The Honorable François-Philippe Champagne, Minister of Innovation, Science and Industry, Government of Canada, writes about the development of Canadian leadership and excellence in science and innovation
As Canada’s Minister of Innovation, Science and Industry, I see the challenges and opportunities facing the world every day. These challenges have been visceral for Canadians over the past few years. Whether it’s COVID or climate change, it’s become clear how important it is to invest in science and innovation. Because when we make these investments, we protect our loved ones and the environment. We are developing our economy. And we’re finding opportunities for Canada to be a world leader.
That’s why our government has made a strong commitment to making decisions based on science and evidence. A foundation built on well-funded research leads to discoveries that advance society as a whole and lead to strategic advantages for our country.
This is the motivating principle that guides our government to invest historic levels of support for science and research. Since 2016, our government has invested more than $14 billion in science and research initiatives. This is also the reason for announcing the first one Chief Scientific Advisor – to help strengthen research capacity and the use of science in government.
Canadian leadership in areas of strategic advantage
In addition to supporting basic research, our government is focused on strengthening Canada’s leadership in areas of strategic advantage, such as artificial intelligence (AI). And thanks to the first federal investments in this area, we are a world leader in AI. In fact, Canadian research is some of the most cited among international academic peers, and Canadian companies are world leaders in AI technology. When one thinks of Canada, artificial intelligence research and expertise is increasingly at the fore. Another program that builds on Canada’s strengths is ours Global innovation clusters.
This co-investment with industry has helped build innovative ecosystems in five key areas: digital technologies, plant protein industries, advanced manufacturing, AI for supply chain and logistics, and the ocean economy. These independent organizations move at the speed of business, responding to local conditions to take advantage of innovation and market opportunities. Since their launch, the clusters have done an impressive job investing in projects, helping businesses grow and positioning Canada as a global leader in their respective innovation spaces. That is why the clusters are now expanding their national presence and will collaborate to deepen their impact, such as achieving net zero and addressing supply chain disruptions.

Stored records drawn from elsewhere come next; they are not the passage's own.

//! Top-level run errors.

use super::error_code::{self, RatchetErrorCode};
use super::{ConfigError, PackError, StorageError};

/// Errors that abort a scoring or verification run.
/// Aggregates subsystem errors via `From` conversions.
#[derive(Debug, thiserror::Error)]
pub enum RunError {
    #[error("Configuration error: {0}")]
    Config(#[from] ConfigError),

    #[error("Policy pack error: {0}")]
    Pack(#[from] PackError),

    #[error("Storage error: {0}")]
    Storage(#[from] StorageError),

    #[error("Command {command} could not be started: {message}")]
    Command { command: String, message: String },
}

impl RatchetErrorCode for RunError {
    fn error_code(&self) -> &'static str {
        match self {
            Self::Config(e) => e.error_code(),
            Self::Pack(e) => e.error_code(),
            Self::Storage(e) => e.error_code(),
            Self::Command { .. } => error_code::COMMAND_ERROR,
        }
    }
}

Traditional industries making the green switch
Like many other countries around the world, Canada is also grappling with the challenge of helping some of our traditional industries make a green switch – a great example is our automotive industry. Here, our government is investing in the transition to future technologies, including establishing the entire EV supply chain here in Canada. From the mine to the recycling. In the past six months alone, we’ve made major announcements with many major automotive companies, including Stellantis, Volkswagen, GM, Honda and Mercedes Benz. Together, with the help of industry and Canadian talent, we are seizing the moment to ensure Canada leads the way as the global automotive industry transitions to a cleaner and greener one. Tens of thousands of jobs have been secured through these strategic partnerships.
As the world moves toward a low-carbon future, these Canadian approaches will lead the way and inspire excellence around the world. Together – thanks to our investments in science and innovation – we can tackle every challenge and create a better tomorrow where everyone has a real and fair chance to succeed. So, let’s be brave. Let’s be ambitious. And let’s make Canada a global leader for generations to come.